164 Views Asked by At

i have a pmc.txt file which contains atleast 20k pmc ids, and the api will only take i think 1000 request each time. i have written the code for one id, but i'm not able to do for the whole file, below is my main code. Please help.

if __name__ == '__main__':
URL = 'https://www.ebi.ac.uk/europepmc/annotations_api/annotationsByArticleIds'


article_ids = ['PMC:4771370']

for article_id in article_ids:
  params = {
    'articleIds': article_id,
    'section': 'Abstract',
    'provider': 'Europe PMC',
    'format': 'JSON'
  }
json_data = requests.get(URL, params=params).content
r = json.loads(json_data)
df = json_to_dataframe(r)
print(df)
df.to_csv("data.csv")
2

There are 2 best solutions below

2
On BEST ANSWER

you can read in the data from the file like so:

with open('pmc.txt', 'r') as file:
    article_ids = [item.replace('\n', '') for item in file]

which you can do instead of article_ids = ['PMC:4771370']

Though you are going to have to save your files with a different name (you will have 20,000 files then or instead you have to append your json data to the dataframe before you make it a csv)

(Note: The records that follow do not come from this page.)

fn parse_error(position: usize, message: impl Into<String>) -> EngineError {
    EngineError::Parse {
        position,
        message: message.into(),
    }
}

struct Parser {
    tokens: Vec<(Token, usize)>,
    pos: usize,
    end: usize,
}

impl Parser {
    fn new(input: &str) -> Result<Self, EngineError> {
        Ok(Self {
            tokens: tokenize(input)?,
            pos: 0,
            end: input.len(),
        })
    }

    fn at_end(&self) -> bool {
        self.pos >= self.tokens.len()
    }

    fn peek(&self) -> Option<&Token> {
        self.tokens.get(self.pos).map(|(t, _)| t)
    }

    fn peek_at(&self, offset: usize) -> Option<&Token> {
        self.tokens.get(self.pos + offset).map(|(t, _)| t)
    }

    fn offset(&self) -> usize {
        self.tokens.get(self.pos).map(|(_, p)| *p).unwrap_or(self.end)
    }

    fn next(&mut self) -> Result<Token, EngineError> {
        let token = self
            .tokens
            .get(self.pos)
            .map(|(t, _)| t.clone())
            .ok_or_else(|| parse_error(self.end, "unexpected end of input"))?;
        self.pos += 1;
        Ok(token)
    }

    fn expect(&mut self, expected: Token, what: &str) -> Result<(), EngineError> {
        let at = self.offset();
        let token = self.next()?;
        if token == expected {
            Ok(())
        } else {
            Err(parse_error(at, format!("expected {}, found {:?}", what, token)))
        }
    }

    fn symbol(&mut self, what: &str) -> Result<String, EngineError> {
        let at = self.offset();
        match self.next()? {
            Token::Symbol(s) => Ok(s),
            other => Err(parse_error(at, format!("expected {}, found {:?}", what, other))),
        }
    }

    fn keyword(&mut self, keyword: &str) -> Result<(), EngineError> {
        let at = self.offset();
        let found = self.symbol(keyword)?;
        if found == keyword {
            Ok(())
        } else {
            Err(parse_error(at, format!("expected '{}', found '{}'", keyword, found)))
        }
    }

    /// True when the next tokens are `( keyword`
    fn opens(&self, keyword: &str) -> bool {
        matches!(self.peek(), Some(Token::Open))
            && matches!(self.peek_at(1), Some(Token::Symbol(s)) if s == keyword)
    }

    fn rule(&mut self) -> Result<Rule, EngineError> {
        self.expect(Token::Open, "'('")?;
        self.keyword("defrule")?;
        let mut rule = Rule::new(self.symbol("rule name")?);

        if let Some(Token::Text(_)) = self.peek() {
            self.next()?;
        }

        if self.opens("declare") {
            rule.salience = self.declare()?;
        }

        while !matches!(self.peek(), Some(Token::Then)) {
            if self.at_end() {
                return Err(parse_error(self.end, "missing '=>' in rule"));
            }
            rule.conditions.push(self.condition()?);
        }
        self.next()?;

        while !matches!(self.peek(), Some(Token::Close)) {
            if self.at_end() {
                return Err(parse_error(self.end, "unclosed rule"));
            }
            rule.actions.extend(self.action()?);
        }
        self.next()?;

        Ok(rule)
    }

    fn declare(&mut self) -> Result<i32, EngineError> {
        self.expect(Token::Open, "'('")?;
        self.keyword("declare")?;
        self.expect(Token::Open, "'('")?;
        self.keyword("salience")?;
        let at = self.offset();
        let salience = match self.next()? {
            Token::Number(n) if n.fract() == 0.0 && n.abs() <= i32::MAX as f64 => n as i32,
            other => return Err(parse_error(at, format!("invalid salience {:?}", other))),
        };
        self.expect(Token::Close, "')'")?;
        self.expect(Token::Close, "')'")?;
        Ok(salience)
    }

    fn condition(&mut self) -> Result<Condition, EngineError> {
        if let Some(Token::Variable(name)) = self.peek() {
            let binding = name.clone();
            self.next()?;
            self.expect(Token::BindArrow, "'<-'")?;
            let pattern = self.pattern()?;
            return Ok(Condition::Match {
                binding: Some(binding),
                pattern,
            });
        }

        if self.opens("not") {
            self.next()?;
            self.next()?;
            let pattern = self.pattern()?;
            self.expect(Token::Close, "')'")?;
            return Ok(Condition::Not(pattern));
        }

        if self.opens("or") {
            self.next()?;
            self.next()?;
            let mut patterns = Vec::new();
            while !matches!(self.peek(), Some(Token::Close)) {
                patterns.push(self.pattern()?);
            }
            self.next()?;
            if patterns.is_empty() {
                return Err(parse_error(self.offset(), "empty 'or'"));
            }
            return Ok(Condition::Any(patterns));
        }

        if self.opens("test") {
            self.next()?;
            self.next()?;
            self.expect(Token::Open, "'('")?;
            let at = self.offset();
            let op_symbol = self.symbol("comparison operator")?;
            let op = CmpOp::from_symbol(&op_symbol)
                .ok_or_else(|| parse_error(at, format!("unknown operator '{}'", op_symbol)))?;
            let lhs = self.slot()?;
            let rhs = self.slot()?;
            self.expect(Token::Close, "')'")?;
            self.expect(Token::Close, "')'")?;
            return Ok(Condition::Test(Comparison { op, lhs, rhs }));
        }

        Ok(Condition::Match {
            binding: None,
            pattern: self.pattern()?,
        })
    }

    fn pattern(&mut self) -> Result<Pattern, EngineError> {
        self.expect(Token::Open, "'('")?;
        let relation = self.symbol("relation name")?;
        let mut fields = Vec::new();
        loop {
            let at = self.offset();
            match self.next()? {
                Token::Close => break,
                Token::Wildcard => fields.push(FieldPattern::Wildcard),
                Token::Variable(name) => fields.push(FieldPattern::Variable(name)),
                Token::Number(n) => fields.push(FieldPattern::Literal(Value::Number(n))),
                Token::Symbol(s) => fields.push(FieldPattern::Literal(Value::Symbol(s))),
                Token::Text(s) => fields.push(FieldPattern::Literal(Value::Text(s))),
                other => return Err(parse_error(at, format!("unexpected {:?} in pattern", other))),
            }
        }
        Ok(Pattern::new(relation, fields))
    }

    fn slot(&mut self) -> Result<Slot, EngineError> {
        let at = self.offset();
        match self.next()? {
            Token::Variable(name) => Ok(Slot::Variable(name)),
            Token::Number(n) => Ok(Slot::Literal(Value::Number(n))),
            Token::Symbol(s) => Ok(Slot::Literal(Value::Symbol(s))),
            Token::Text(s) => Ok(Slot::Literal(Value::Text(s))),
            other => Err(parse_error(at, format!("unexpected {:?}", other))),
        }
    }

    fn template(&mut self) -> Result<FactTemplate, EngineError> {
        self.expect(Token::Open, "'('")?;
        let relation = self.symbol("relation name")?;
        let mut slots = Vec::new();
        while !matches!(self.peek(), Some(Token::Close)) {
            if self.at_end() {
                return Err(parse_error(self.end, "unclosed fact"));
            }
            slots.push(self.slot()?);
        }
        self.next()?;
        Ok(FactTemplate { relation, slots })
    }

    fn action(&mut self) -> Result<Vec<Action>, EngineError> {
        self.expect(Token::Open, "'('")?;
        let at = self.offset();
        let verb = self.symbol("action")?;
        let mut actions = Vec::new();

        match verb.as_str() {
            "assert" => {
                while !matches!(self.peek(), Some(Token::Close)) {
                    if self.at_end() {
                        return Err(parse_error(self.end, "unclosed assert"));
                    }
                    actions.push(Action::Assert(self.template()?));
                }
            }
            "retract" => loop {
                let at = self.offset();
                match self.peek() {
                    Some(Token::Close) => break,
                    Some(Token::Variable(_)) => {
                        if let Token::Variable(name) = self.next()? {
                            actions.push(Action::Retract(name));
                        }
                    }
                    _ => return Err(parse_error(at, "retract expects fact variables")),
                }
            },
            other => return Err(parse_error(at, format!("unknown action '{}'", other))),
        }

        self.next()?;
        if actions.is_empty() {
            return Err(parse_error(at, format!("empty '{}'", verb)));
        }
        Ok(actions)
    }
}

/// Parse a single `defrule`
pub fn parse_rule(input: &str) -> Result<Rule, EngineError> {
    let mut parser = Parser::new(input)?;
    let rule = parser.rule()?;
    if !parser.at_end() {
        return Err(parse_error(parser.offset(), "trailing input after rule"));
    }
    Ok(rule)
}

/// Parse any number of `defrule` definitions
pub fn parse_rules(input: &str) -> Result<Vec<Rule>, EngineError> {
    let mut parser = Parser::new(input)?;
    let mut rules = Vec::new();
    while !parser.at_end() {
        rules.push(parser.rule()?);
    }
    Ok(rules)
}

/// Parse a ground fact such as `(numero 4.5)`
pub fn parse_fact(input: &str) -> Result<Fact, EngineError> {
    let mut parser = Parser::new(input)?;
    let template = parser.template()?;
    if !parser.at_end() {
        return Err(parse_error(parser.offset(), "trailing input after fact"));
    }
    template
        .to_ground_fact()
        .ok_or_else(|| parse_error(0, "facts cannot contain variables"))
}

#[cfg(test)]
mod tests {
    use super::*;

    #[test]
    fn test_parse_full_rule() {
        let rule = parse_rule(
            "(defrule Gripe
               (declare (salience 10))
               ?f <- (numero ?num)
               (test (>= ?num 8))
               (not (diagnostico ?))
               =>
               (assert (diagnostico Gripe)))",
        )
        .unwrap();

        assert_eq!(rule.name, "Gripe");
        assert_eq!(rule.salience, 10);
        assert_eq!(rule.conditions.len(), 3);
        assert_eq!(
            rule.conditions[0],
            Condition::Match {
                binding: Some("f".into()),
                pattern: Pattern::new("numero", vec![FieldPattern::Variable("num".into())]),
            }
        );
        assert_eq!(
            rule.conditions[1],
            Condition::Test(Comparison {
                op: CmpOp::Ge,
                lhs: Slot::Variable("num".into()),
                rhs: Slot::Literal(Value::Number(8.0)),
            })
        );
        assert_eq!(
            rule.conditions[2],
            Condition::Not(Pattern::new("diagnostico", vec![FieldPattern::Wildcard]))
        );
        assert_eq!(
            rule.actions,
            vec![Action::Assert(FactTemplate {
                relation: "diagnostico".into(),
                slots: vec![Slot::Literal(Value::symbol("Gripe"))],
            })]
        );
    }

    #[test]
    fn test_parse_or_and_string_literal() {
        let rule = parse_rule(
            "(defrule Recomendaciones
               (or (diagnostico Resfriado) (diagnostico Gripe))
               =>
               (assert (recomendacion \"Descansa.\")))",
        )
        .unwrap();

        assert_eq!(rule.salience, 0);
        match &rule.conditions[0] {
            Condition::Any(patterns) => assert_eq!(patterns.len(), 2),
            other => panic!("unexpected condition {:?}", other),
        }
    }

    #[test]
    fn test_parse_multiple_rules_with_comments() {
        let rules = parse_rules(
            "; first
             (defrule a (x) => (assert (y)))
             ; second
             (defrule b ?f <- (y) => (retract ?f))",
        )
        .unwrap();
        assert_eq!(rules.len(), 2);
        assert_eq!(rules[1].actions, vec![Action::Retract("f".into())]);
    }

    #[test]
    fn test_parse_fact() {
        let fact = parse_fact("(numero -2.5)").unwrap();
        assert_eq!(fact, Fact::new("numero", vec![Value::Number(-2.5)]));
        assert!(parse_fact("(numero ?x)").is_err());
    }

    #[test]
    fn test_parse_errors() {
        assert!(matches!(parse_rule("(defrule a (x))"), Err(EngineError::Parse { .. })));
        assert!(matches!(parse_rule("(defrule a (x) => (explode))"), Err(EngineError::Parse { .. })));
        assert!(matches!(parse_rule("(defrule a (test (~ ?x 1)) => (assert (y)))"), Err(EngineError::Parse { .. })));
        assert!(matches!(parse_rule("(defrule a (x \"open) => )"), Err(EngineError::Parse { .. })));
        assert!(matches!(parse_rule("(defrule a (x) => (assert (y))) extra"), Err(EngineError::Parse { .. })));
    }

    #[test]
    fn test_error_position_points_at_token() {
        let err = parse_rule("(defrule a (x) => (explode))").unwrap_err();
        assert_eq!(
            err,
            EngineError::Parse {
                position: 19,
                message: "unknown action 'explode'".into(),
            }
        );
    }

    #[test]
    fn test_printed_rule_parses_back() {
        let text = r#"(defrule mover
            (declare (salience -3))
            ?f <- (pendiente ?x "caja" 4)
            (or (zona ?x) (zona ?))
            (test (>= ?x 1.5))
            (not (bloqueado ?x))
            =>
            (retract ?f)
            (assert (hecho ?x) (nota "dijo \"listo\"")))"#;
        let rule = parse_rule(text).unwrap();
        assert_eq!(parse_rule(&rule.to_string()).unwrap(), rule);
    }
}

Therefore this would be something that you would do to separate the ids into chunks and use them in a single articleid parameter

if __name__ == '__main__':
    URL = 'https://www.ebi.ac.uk/europepmc/annotations_api/annotationsByArticleIds'

    with open('corpus_processing_input.txt', 'r') as file:
        article_ids = [item.replace('\n', '') for item in file]
    
    # API only allows 1-8 ids sent at a time 
    chunks = [article_ids[x:x+8] for x in range(0, len(article_ids), 8)]

    for count, article_ids in enumerate(chunks):
        params = {
            'articleIds': ','.join(article_ids),
            'section': 'Abstract',
            'provider': 'Europe PMC',
            'format': 'JSON'
        }
        json_data = requests.get(URL, params=params).content
        r = json.loads(json_data)
        df = json_to_dataframe(r)
        print(df)
        df.to_csv(f"data{count}.csv")
        
0
On

You can use grequests. You can try setting stream=False in grequests.get, or call explicitly response.close() after reading response.content. It's discussed in detail here

Additionally, you can also test requests-futures. Grequests is faster but brings monkey patching and additional problems with dependencies. requests-futures is several times slower than grequests but simply wrapped requests into ThreadPoolExecutor can be as fast as grequests, but without external dependencies. Reference here.